When IT underperforms, it hurts the bank’s performance and hinders innovation. A sluggish IT department limits a bank’s ability to adapt to shifting market demands, increases the time it takes to release products and services, and damages customer satisfaction. The pace of change is accelerating; banks need to organize their operations efficiently and ensure they get the most out of their IT investment.
We work with our clients to assess opportunities to improve IT performance, identifying the resources and capabilities necessary to ensure lasting results.
Three key elements influence bank IT performance:
1. IT governance and alignment: IT’s priorities should match those of the business owners.
- Is IT focused on the right priorities?
- Do IT decisions enable or constrain the bank?
- Does IT strategy align with business strategy and needs?
- How quickly does IT adapt to changes in business needs?
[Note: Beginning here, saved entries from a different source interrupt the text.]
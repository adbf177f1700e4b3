//! Periodic progress and monthly XP resets
//!
//! Each job is re-runnable: rows that are already pristine are not
//! touched, so a second run reports zero changes. Missions are reset one
//! transaction at a time; a crash mid-run leaves some missions reset and
//! the rest untouched, and the next run finishes the job.

use anyhow::{Context, Result};
use chrono::{DateTime, Utc};

use crate::models::ResetCadence;
use crate::store::{GameDb, missions, progress, users};

/// What a progress reset changed
#[derive(Debug, Clone, Default, PartialEq, Eq)]
pub struct ResetSummary {
    pub missions: usize,
    pub rows_changed: usize,
}

/// Zero progress and completion for every mission with `cadence`
pub fn reset_cadence(db: &GameDb, cadence: ResetCadence, now: DateTime<Utc>) -> Result<ResetSummary> {
    if cadence == ResetCadence::Never {
        return Ok(ResetSummary::default());
    }

    let ids = db
        .read(|tx| missions::ids_with_cadence(tx, cadence))
        .with_context(|| format!("Failed to list {cadence} missions"))?;

    let mut summary = ResetSummary::default();
    for mission_id in &ids {
        let changed = db
            .write(|tx| progress::reset_mission(tx, mission_id, now))
            .with_context(|| format!("Failed to reset mission {mission_id}"))?;
        tracing::debug!("Reset {} progress rows of {}", changed, mission_id);
        summary.missions += 1;
        summary.rows_changed += changed;
    }

    tracing::info!(
        "{} reset: {} rows across {} missions",
        cadence,
        summary.rows_changed,
        summary.missions
    );
    Ok(summary)
}

pub fn daily_reset(db: &GameDb, now: DateTime<Utc>) -> Result<ResetSummary> {
    reset_cadence(db, ResetCadence::Daily, now)
}

pub fn weekly_reset(db: &GameDb, now: DateTime<Utc>) -> Result<ResetSummary> {
    reset_cadence(db, ResetCadence::Weekly, now)
}

/// Progress reset for monthly-cadence missions; leaves XP alone
pub fn monthly_mission_reset(db: &GameDb, now: DateTime<Utc>) -> Result<ResetSummary> {
    reset_cadence(db, ResetCadence::Monthly, now)
}

/// Zero every user's monthly XP. Never touches mission progress or the
/// ledger. Returns the number of users changed.
pub fn monthly_xp_reset(db: &GameDb) -> Result<usize> {
    let changed = db
        .write(|tx| users::reset_monthly_xp(tx))
        .context("Failed to reset monthly XP")?;
    tracing::info!("Monthly XP reset: {} users", changed);
    Ok(changed)
}

#[cfg(test)]
mod tests {
    use super::*;
    use crate::models::{Action, Mission, MissionType, NewUser, Requirement};

    fn mission(id: &str, mission_type: MissionType, cadence: ResetCadence) -> Mission {
        Mission {
            id: id.to_string(),
            title: id.to_string(),
            mission_type,
            xp_reward: 10,
            badge_reward: None,
            requirement: Requirement::count(Action::Follow, 5),
            reset_cadence: cadence,
            active: true,
            starts_at: None,
            ends_at: None,
        }
    }

    #[test]
    fn test_daily_reset_spares_other_cadences() {
        let db = GameDb::open_in_memory().unwrap();
        let now = Utc::now();
        let user = {
            let conn = db.conn();
            for m in [
                mission("d", MissionType::Daily, ResetCadence::Daily),
                mission("w", MissionType::Weekly, ResetCadence::Weekly),
                mission("n", MissionType::Narrative, ResetCadence::Never),
            ] {
                missions::insert_if_absent(&conn, &m, now).unwrap();
            }
            let user = users::insert(&conn, &NewUser::player("Sara"), now).unwrap();
            for id in ["d", "w", "n"] {
                progress::add(&conn, user.id, id, 3, now).unwrap();
            }
            user
        };

        let summary = daily_reset(&db, now).unwrap();
        assert_eq!(summary, ResetSummary { missions: 1, rows_changed: 1 });
        assert_eq!(daily_reset(&db, now).unwrap().rows_changed, 0);

        let conn = db.conn();
        assert_eq!(progress::get(&conn, user.id, "d").unwrap().unwrap().progress, 0);
        assert_eq!(progress::get(&conn, user.id, "w").unwrap().unwrap().progress, 3);
        assert_eq!(progress::get(&conn, user.id, "n").unwrap().unwrap().progress, 3);
    }

    #[test]
    fn test_monthly_xp_reset_leaves_progress() {
        let db = GameDb::open_in_memory().unwrap();
        let now = Utc::now();
        let user = {
            let conn = db.conn();
            missions::insert_if_absent(
                &conn,
                &mission("m", MissionType::Event, ResetCadence::Monthly),
                now,
            )
            .unwrap();
            let user = users::insert(&conn, &NewUser::player("Teo"), now).unwrap();
            progress::add(&conn, user.id, "m", 2, now).unwrap();
            conn.execute(
                "UPDATE users SET total_xp = 80, monthly_xp = 80 WHERE id = ?1",
                [user.id.to_string()],
            )
            .unwrap();
            user
        };

        assert_eq!(monthly_xp_reset(&db).unwrap(), 1);
        assert_eq!(monthly_xp_reset(&db).unwrap(), 0);
        {
            let conn = db.conn();
            let stored = users::require(&conn, user.id).unwrap();
            assert_eq!(stored.monthly_xp, 0);
            assert_eq!(stored.total_xp, 80);
            assert_eq!(progress::get(&conn, user.id, "m").unwrap().unwrap().progress, 2);
        }

        assert_eq!(monthly_mission_reset(&db, now).unwrap().rows_changed, 1);
    }
}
2. IT capabilities: We help clients improve talent, processes and the organization, so they can execute efficiently.
- Are IT solutions completed on time, within budget and with clear business results?
- Are IT solutions engineered to the appropriate level of complexity?
- Does IT meet expected service levels?
- Do IT efforts have an acceptable success rate?
3. Technology environment: We work with clients to reduce complexity in IT, including the application portfolio, data and infrastructure.
- Can simple business requests be handled quickly by IT?
- Does the technology allow for IT flexibility and responsiveness?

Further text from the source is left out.